Facts Are Stupid Things 9.3.15
I’m not a big Facebook guy. I understand it’s importance to comics and artists when it comes to letting folks know you’re working. I also understand some people just like to announce what they are having for dinner. One thing I know for sure is that Facebook is a horrible place to argue politics.
Case in point: A 1995 study updated in 2013, done at the always biased CATO Institute, which I saw posted today as if it were new news. That study purports to prove that welfare is a better gig than working in more than 30 of our united states. I immediately got the whiff of suspicion and found a more sobering piece that describes the ways CATO took every possible welfare program and in theory assigned maximum income to all recipients. In reality, according to this piece by Josh Barro at Business Insider, they didn’t allow for the fact that benefiting from one or several of the programs excludes recipients from benefiting from all the rest.
In short, CATO took liberty with their assumptions and then posted a finding they were looking for. In so doing, they also helped to keep the public mis-informed in perpetuity and forever.
There’s A New Study That Says Welfare Pays Better Than Work — Here’s Why It’s Total Nonsense
Anecdotally, There are plenty of examples to be found of people abusing the system. But in the aggregate, for the vast majority, welfare is never a better gig than a good job.

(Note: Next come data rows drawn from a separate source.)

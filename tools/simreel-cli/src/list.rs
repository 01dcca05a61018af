//! List command - show recordings in the recordings directory

use anyhow::Result;
use chrono::{DateTime, Local};
use clap::Args;
use simreel_core::Config;
use simreel_core::replay::{RecordingHandle, RecordingStorage};

use crate::StorageArgs;

/// Arguments for the list command
#[derive(Args)]
pub struct ListArgs {
    #[command(flatten)]
    pub storage: StorageArgs,
}

/// Execute the list command
pub fn execute(args: ListArgs, config: &Config) -> Result<()> {
    let storage = args.storage.open(config);
    let recordings = storage.list_available();

    println!("=== Recordings ===");
    println!("  Directory: {}", storage.dir().display());

    if recordings.is_empty() {
        println!();
        println!("No recordings found.");
        return Ok(());
    }

    println!();
    for handle in &recordings {
        println!("  {}", describe(handle));
    }
    println!();
    println!("{} recording(s)", recordings.len());

    Ok(())
}

/// One listing line: name, size and modification time
fn describe(handle: &RecordingHandle) -> String {
    let modified = handle
        .modified
        .map(|time| {
            DateTime::<Local>::from(time)
                .format("%Y-%m-%d %H:%M:%S")
                .to_string()
        })
        .unwrap_or_else(|| "-".to_string());

    format!(
        "{:<32} {:>10}  {}",
        handle.name,
        format_size(handle.size_bytes),
        modified
    )
}

fn format_size(bytes: u64) -> String {
    const KIB: u64 = 1024;
    const MIB: u64 = 1024 * KIB;
    match bytes {
        b if b >= MIB => format!("{:.1} MiB", b as f64 / MIB as f64),
        b if b >= KIB => format!("{:.1} KiB", b as f64 / KIB as f64),
        b => format!("{} B", b),
    }
}
//! One-shot migration from the legacy membership database.
//!
//! A [`LegacySource`] yields the legacy rows; the [`Reconciler`] maps them
//! onto roster records and upserts them into any
//! [`EntityStore`](roster_core::store::EntityStore) in dependency order.

mod reconcile;
mod source;
mod sqlite_source;

pub mod error;

pub use error::{Error, Result};
pub use reconcile::{ImportSummary, Reconciler};
pub use source::{
  ConnectionParams, LegacyMember, LegacyPerson, LegacySource, LegacyUser, LookupRow,
};
pub use sqlite_source::SqliteLegacySource;

#[cfg(test)]
mod tests;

As an aside: I think Donald Trump should help by using some of his billions to open a factory in Queens where he can get Americans off of welfare and back to work sewing his Donald J. Trump Collection of shirts and ties. These ties are great. They are fantastic. People are gonna love my ties.
And just because I’m old fashioned and believe in double sourcing as much as possible, here is a second blog I found written by Mike Dunford, who I do not know, but who seems to have done his homework.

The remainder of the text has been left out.